The cheapest I found locally were at Home Depot. The base cabinets ranged from $59 to & 85. I don't remember what the wall cabinets cost, but I'm thinking they were around $45 ea.


----------



## b00kemdano (Feb 10, 2009)

Here in Huntsville, we have a Habitat for Humanity Restore. It's a big warehouse where donated items are organized and resold. We just picked up a vanity cabinet for our bathroom there. With a little TLC and woodworker magic, it's all fixed up and looks great in its new home!

They usually have entire kitchens worth of cabinets at our Restore - usually garage quality. 
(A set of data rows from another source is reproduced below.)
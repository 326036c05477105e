//! Domain model for the sprint board.
//!
//! Users are read-only references; sprints and tasks are the records clients
//! create and update. Identifiers are assigned by the record store, so values
//! that have not been stored yet travel as [`SprintFields`] and
//! [`TaskFields`].

mod error;
mod ids;
mod sprint;
mod status;
mod task;
mod user;

pub use error::{BoardDomainError, ParseTaskStatusError};
pub use ids::{SprintId, TaskId, UserId, Username};
pub use sprint::{Sprint, SprintChanges, SprintFields};
pub use status::TaskStatus;
pub use task::{Task, TaskChanges, TaskFields};
pub use user::User;
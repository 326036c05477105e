//! Sprintboard: task, sprint and user resources for a planning board API.
//!
//! This crate holds the core a web layer calls into: record filtering,
//! validation of sprint and task writes, and hyperlinked representations of
//! users, sprints and tasks. Routing, authentication and the HTTP surface
//! belong to the host.
//!
//! # Architecture
//!
//! Sprintboard follows hexagonal architecture principles:
//!
//! - **Domain**: Pure business logic with no infrastructure dependencies
//! - **Ports**: Abstract trait interfaces for external interactions
//! - **Adapters**: Concrete implementations of ports (database, links)
//!
//! # Modules
//!
//! - [`board`]: Domain, filtering, validation, representations and services
//! - [`config`]: Environment-driven settings for hosting the board

pub mod board;
pub mod config;
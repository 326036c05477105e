//! External representations of users, sprints and tasks.
//!
//! Each record type implements [`Representable`], producing a serialisable
//! value that carries the selected fields plus a `links` map of related
//! resource addresses. Links are built through the [`UrlResolver`] carried by
//! the [`RequestContext`] passed into each call.

mod sprint;
mod task;
mod user;

pub use sprint::{SprintLinks, SprintRepresentation};
pub use task::{TaskLinks, TaskRepresentation};
pub use user::{UserLinks, UserRepresentation};

use crate::board::{
    filter::TaskFilter,
    ports::{Route, UrlResolver},
};
use serde::Serialize;

/// Per-request information needed to build representations.
#[derive(Clone, Copy)]
pub struct RequestContext<'a> {
    resolver: &'a dyn UrlResolver,
}

impl<'a> RequestContext<'a> {
    /// Creates a context resolving links through `resolver`.
    #[must_use]
    pub const fn new(resolver: &'a dyn UrlResolver) -> Self {
        Self { resolver }
    }

    /// Returns the address of `route`.
    #[must_use]
    pub fn link(&self, route: Route<'_>) -> String {
        self.resolver.reverse(route)
    }

    /// Returns the task collection address narrowed by `filter`.
    #[must_use]
    pub fn task_list_link(&self, filter: &TaskFilter) -> String {
        let list = self.link(Route::TaskList);
        if filter.is_empty() {
            return list;
        }
        format!("{list}?{}", filter.to_query_string())
    }
}

impl std::fmt::Debug for RequestContext<'_> {
    fn fmt(&self, f: &mut std::fmt::Formatter<'_>) -> std::fmt::Result {
        f.debug_struct("RequestContext").finish_non_exhaustive()
    }
}

/// Record type with an external representation.
pub trait Representable {
    /// Serialisable representation produced for clients.
    type Representation: Serialize;

    /// Builds the representation of `self` for the current request.
    fn represent(&self, context: &RequestContext<'_>) -> Self::Representation;
}

/// Builds the representations of every record in `records`.
#[must_use]
pub fn represent_all<'r, T>(
    records: impl IntoIterator<Item = &'r T>,
    context: &RequestContext<'_>,
) -> Vec<T::Representation>
where
    T: Representable + 'r,
{
    records
        .into_iter()
        .map(|record| record.represent(context))
        .collect()
}
//! Application services running the lookup, validate and save cycle.

mod sprint;
mod task;
mod user;

pub use sprint::{SprintService, SprintServiceError, SprintServiceResult};
pub use task::{TaskService, TaskServiceError, TaskServiceResult};
pub use user::UserService;
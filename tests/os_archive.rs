// tests/os_archive.rs

//! Integration tests for component archive creation on the host filesystem.
//!
//! These tests verify that:
//! 1. A fresh target gets a directory with a descriptor and nothing else
//! 2. Bad options are rejected before anything is written
//! 3. An existing archive is never modified unless the caller opts in
//! 4. Archives can be reopened and extended with blobs and resources

mod common;

use component_archive::archive::{DESCRIPTOR_FILE_NAME, Resource};
use component_archive::{
    BuilderOptions, ComponentArchive, ComponentDescriptor, ConflictPolicy, ErrorKind,
    OsFilesystem,
};
use std::fs;
use tempfile::TempDir;

#[test]
fn test_create_in_fresh_directory() {
    let temp_dir = TempDir::new().unwrap();
    let target = temp_dir.path().join("empty-target");
    let fs_os = OsFilesystem::new();

    let archive = BuilderOptions::new(&target).build(&fs_os).unwrap();

    assert_eq!(archive.path(), target.as_path());
    let names: Vec<_> = fs::read_dir(&target)
        .unwrap()
        .map(|e| e.unwrap().file_name().into_string().unwrap())
        .collect();
    assert_eq!(names, vec![DESCRIPTOR_FILE_NAME]);

    let content = fs::read(target.join(DESCRIPTOR_FILE_NAME)).unwrap();
    let descriptor = ComponentDescriptor::parse(&content).unwrap();
    assert!(descriptor.is_empty());
    assert_eq!(descriptor.meta.schema_version, "v2");
}

#[test]
fn test_missing_parents_are_created() {
    let temp_dir = TempDir::new().unwrap();
    let target = temp_dir.path().join("a").join("b").join("c");

    BuilderOptions::new(&target)
        .with_component("github.com/acme/widget", "v0.1.0")
        .build(&OsFilesystem::new())
        .unwrap();

    let opened = ComponentArchive::open(&OsFilesystem::new(), &target).unwrap();
    assert_eq!(opened.descriptor().component.name, "github.com/acme/widget");
    assert_eq!(opened.descriptor().component.version, "v0.1.0");
}

#[test]
fn test_empty_path_rejected_without_side_effects() {
    let temp_dir = TempDir::new().unwrap();
    let before = common::tree(temp_dir.path());

    let err = BuilderOptions::new("").build(&OsFilesystem::new()).unwrap_err();
    assert_eq!(err.kind(), ErrorKind::InvalidArgument);
    assert_eq!(common::tree(temp_dir.path()), before);
}

#[test]
fn test_existing_archive_left_untouched() {
    let temp_dir = TempDir::new().unwrap();
    let target = temp_dir.path().join("ca");
    fs::create_dir(&target).unwrap();
    fs::write(target.join(DESCRIPTOR_FILE_NAME), b"hand written, not yaml: [").unwrap();
    fs::write(target.join("notes.txt"), b"keep me").unwrap();
    let before = common::tree(temp_dir.path());

    let err = BuilderOptions::new(&target)
        .build(&OsFilesystem::new())
        .unwrap_err();
    assert_eq!(err.kind(), ErrorKind::AlreadyExists);
    assert_eq!(common::tree(temp_dir.path()), before);

    // Same result on retry
    let err = BuilderOptions::new(&target)
        .build(&OsFilesystem::new())
        .unwrap_err();
    assert_eq!(err.kind(), ErrorKind::AlreadyExists);
    assert_eq!(common::tree(temp_dir.path()), before);
}

#[test]
fn test_file_at_target_is_already_exists() {
    let temp_dir = TempDir::new().unwrap();
    let target = temp_dir.path().join("ca");
    fs::write(&target, b"plain file").unwrap();

    for policy in [
        ConflictPolicy::Fail,
        ConflictPolicy::Reuse,
        ConflictPolicy::Overwrite,
    ] {
        let err = BuilderOptions::new(&target)
            .with_on_conflict(policy)
            .build(&OsFilesystem::new())
            .unwrap_err();
        assert_eq!(err.kind(), ErrorKind::AlreadyExists);
    }
    assert_eq!(fs::read(&target).unwrap(), b"plain file");
}

#[test]
fn test_overwrite_keeps_blobs() {
    let temp_dir = TempDir::new().unwrap();
    let target = temp_dir.path().join("ca");
    let fs_os = OsFilesystem::new();

    let mut archive = BuilderOptions::new(&target)
        .with_component("github.com/acme/widget", "v1.0.0")
        .build(&fs_os)
        .unwrap();
    archive
        .add_resource(
            &fs_os,
            Resource::new("readme", "v1.0.0", "plainText"),
            b"hello",
            Some("text/plain"),
        )
        .unwrap();
    let blobs_before = common::tree(&archive.blobs_dir());

    let replaced = BuilderOptions::new(&target)
        .with_component("github.com/acme/widget", "v2.0.0")
        .with_on_conflict(ConflictPolicy::Overwrite)
        .build(&fs_os)
        .unwrap();

    assert!(replaced.descriptor().component.resources.is_empty());
    assert_eq!(common::tree(&replaced.blobs_dir()), blobs_before);
    let reopened = ComponentArchive::open(&fs_os, &target).unwrap();
    assert_eq!(reopened.descriptor().component.version, "v2.0.0");
}

#[test]
fn test_reuse_returns_existing_descriptor() {
    let temp_dir = TempDir::new().unwrap();
    let target = temp_dir.path().join("ca");
    let fs_os = OsFilesystem::new();

    BuilderOptions::new(&target)
        .with_component("github.com/acme/widget", "v1.0.0")
        .build(&fs_os)
        .unwrap();
    let before = common::tree(temp_dir.path());

    let reused = BuilderOptions::new(&target)
        .with_component("github.com/acme/other", "v9.9.9")
        .with_on_conflict(ConflictPolicy::Reuse)
        .build(&fs_os)
        .unwrap();

    assert_eq!(reused.descriptor().component.name, "github.com/acme/widget");
    assert_eq!(common::tree(temp_dir.path()), before);
}

#[test]
fn test_blob_round_trip() {
    let temp_dir = TempDir::new().unwrap();
    let target = temp_dir.path().join("ca");
    let fs_os = OsFilesystem::new();

    let mut archive = BuilderOptions::new(&target)
        .with_component("github.com/acme/widget", "v1.0.0")
        .build(&fs_os)
        .unwrap();
    archive
        .add_resource(
            &fs_os,
            Resource::new("chart", "v1.0.0", "helm"),
            b"chart bytes",
            None,
        )
        .unwrap();

    let reopened = ComponentArchive::open(&fs_os, &target).unwrap();
    let resource = &reopened.descriptor().component.resources[0];
    let filename = resource.access.as_ref().unwrap().field("filename").unwrap();
    assert!(filename.starts_with("sha256."));
    assert_eq!(reopened.read_blob(&fs_os, filename).unwrap(), b"chart bytes");

    // No temporary files are left behind
    let leftovers: Vec<_> = common::tree(&target)
        .into_iter()
        .filter(|(path, _)| path.to_string_lossy().ends_with(".tmp"))
        .collect();
    assert!(leftovers.is_empty());
}
// src/error.rs

//! Error types for component archive operations
//!
//! Every failure is returned to the immediate caller as an [`Error`]. Callers
//! that need to react differently per failure class (for example treating
//! an existing archive as a no-op) should match on [`Error::kind`].

use std::fmt;
use std::io;
use std::path::{Path, PathBuf};
use thiserror::Error;

/// Result type alias using the crate error
pub type Result<T> = std::result::Result<T, Error>;

/// Errors produced while building or opening a component archive
#[derive(Error, Debug)]
pub enum Error {
    /// Caller supplied a bad path or malformed options
    #[error("Invalid argument: {0}")]
    InvalidArgument(String),

    /// Target already holds a conflicting archive (or is not a directory)
    #[error("Component archive already exists at {}: {reason}", path.display())]
    AlreadyExists { path: PathBuf, reason: String },

    /// Underlying filesystem operation failed
    #[error("I/O failure at {}: {source}", path.display())]
    Io {
        path: PathBuf,
        #[source]
        source: io::Error,
    },

    /// Descriptor on disk could not be parsed or is not schema-valid
    #[error("Invalid component descriptor at {}: {reason}", path.display())]
    InvalidDescriptor { path: PathBuf, reason: String },

    /// The cancellation token was set before the operation started
    #[error("Operation cancelled before it started")]
    Cancelled,
}

/// Failure class of an [`Error`]
#[derive(Debug, Clone, Copy, PartialEq, Eq, Hash)]
pub enum ErrorKind {
    InvalidArgument,
    AlreadyExists,
    IoFailure,
    InvalidDescriptor,
    Cancelled,
}

impl Error {
    /// Classify this error
    pub fn kind(&self) -> ErrorKind {
        match self {
            Self::InvalidArgument(_) => ErrorKind::InvalidArgument,
            Self::AlreadyExists { .. } => ErrorKind::AlreadyExists,
            Self::Io { .. } => ErrorKind::IoFailure,
            Self::InvalidDescriptor { .. } => ErrorKind::InvalidDescriptor,
            Self::Cancelled => ErrorKind::Cancelled,
        }
    }

    /// Wrap an I/O error with the path it occurred at
    pub fn io(path: impl AsRef<Path>, source: io::Error) -> Self {
        Self::Io {
            path: path.as_ref().to_path_buf(),
            source,
        }
    }

    pub(crate) fn already_exists(path: impl AsRef<Path>, reason: impl Into<String>) -> Self {
        Self::AlreadyExists {
            path: path.as_ref().to_path_buf(),
            reason: reason.into(),
        }
    }

    pub(crate) fn invalid_descriptor(path: impl AsRef<Path>, reason: impl fmt::Display) -> Self {
        Self::InvalidDescriptor {
            path: path.as_ref().to_path_buf(),
            reason: reason.to_string(),
        }
    }
}

/// Attach a path to a raw `io::Result`
pub(crate) trait IoResultExt<T> {
    fn at_path(self, path: &Path) -> Result<T>;
}

impl<T> IoResultExt<T> for io::Result<T> {
    fn at_path(self, path: &Path) -> Result<T> {
        self.map_err(|e| Error::io(path, e))
    }
}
Check here for a local Restore.

Another option would be to check Craigslist.org for local "curb alerts." People throw away garage quality cabinets all the time. 

GL!


----------



## Gary731 (Feb 24, 2010)

Thanks Rick.... nice dobie


----------



## Gary731 (Feb 24, 2010)

We have one in town. I will check it out. Thanks


----------



## bb71 (Jan 23, 2010)

You can get 8' (2 x 4') of cheap melamine 12" deep wall cabinets from Walmart for < $100. I think they call them laundry room cabinets. My buddy has them in his garage. they work fine but you get what you pay for.


----------



## Gerry KIERNAN (Apr 20, 2007)

I would look for old kitchen cabinets that are being discarded. They are usually pretty cheap, to free, and are usually better material than the really cheap new ones.

Gerry


----------



## jpr28056 (Jan 23, 2010)

b00kemdano said:


> Here in Huntsville, we have a Habitat for Humanity Restore. It's a big warehouse where donated items are organized and resold. We just picked up a vanity cabinet for our bathroom there. With a little TLC and woodworker magic, it's all fixed up and looks great in its new home!
> 
> They usually have entire kitchens worth of cabinets at our Restore - usually garage quality.
> 
> ...


+1

I volunteer at the Habitat Restore here and a company donated three truckloads of these cabinets to us today. There are very good deals that can be found at these stores.


----------



## chili cook (Feb 19, 2010)

BikerRick said:


> The cheapest I found locally were at Home Depot. The base cabinets ranged from $59 to & 85. I don't remember what the wall cabinets cost, but I'm thinking they were around $45 ea.


 
*DON"T DO IT ! :thumbdown::thumbdown::thumbdown: You will cuss yourself everyday you own them !* Cheap is the right word for those cabinets !!! I had the misfourtune to buy those at HD They sag and won't hold any weight! I've had to replace my shelves with 3/4 plywood on all 4 of mine In my opinion your far better off to buy 3/4 inch sanded plywood and build them yourself ! Believe me those from Wal-Mart HD or Lowes will not last anytime at all. WOW I FINALLY GOT TO VENT ABOUT THOSE CHEAP CABINETS - ------------- I feel soooooooo much better now:yes:


Chili


----------



## firehawkmph (Apr 26, 2008)

Chile,
C'mon, tell us how you really feel?:laughing: Our local home depot has 3/4" 4 x 8 sheets of furniture grade plywood for $25 a sheet. Not bad stuff. Pretty straight and smooth. I lined some pantries with it and made shelves out of it. Scraps are good for jigs and sacraficial fences.
Mike Hawkins


----------



## aggreX (Aug 14, 2008)

+1.....Low grade cabinets have plenty of compressed wood or mdf that tends to warp, sag or flake especially if the garage is subjected to high humidity and high temperatures.


----------



## bb71 (Jan 23, 2010)

firehawkmph said:


> Chile,
> C'mon, tell us how you really feel?:laughing: Our local home depot has 3/4" 4 x 8 sheets of furniture grade plywood for $25 a sheet. Not bad stuff. Pretty straight and smooth. I lined some pantries with it and made shelves out of it. Scraps are good for jigs and sacraficial fences.
> Mike Hawkins


 
Sorry for going off topic but I really wish I could buy materials for similar prices as I see posted here all the time. I can`t even buy a sheet of 1/2" MDF for $25 in Canada. Come to think of it, I don't think I can buy a sheet of anything other than 5mm luan for under $25. Shop grade maple ply costs me $60 / sheet for one offs.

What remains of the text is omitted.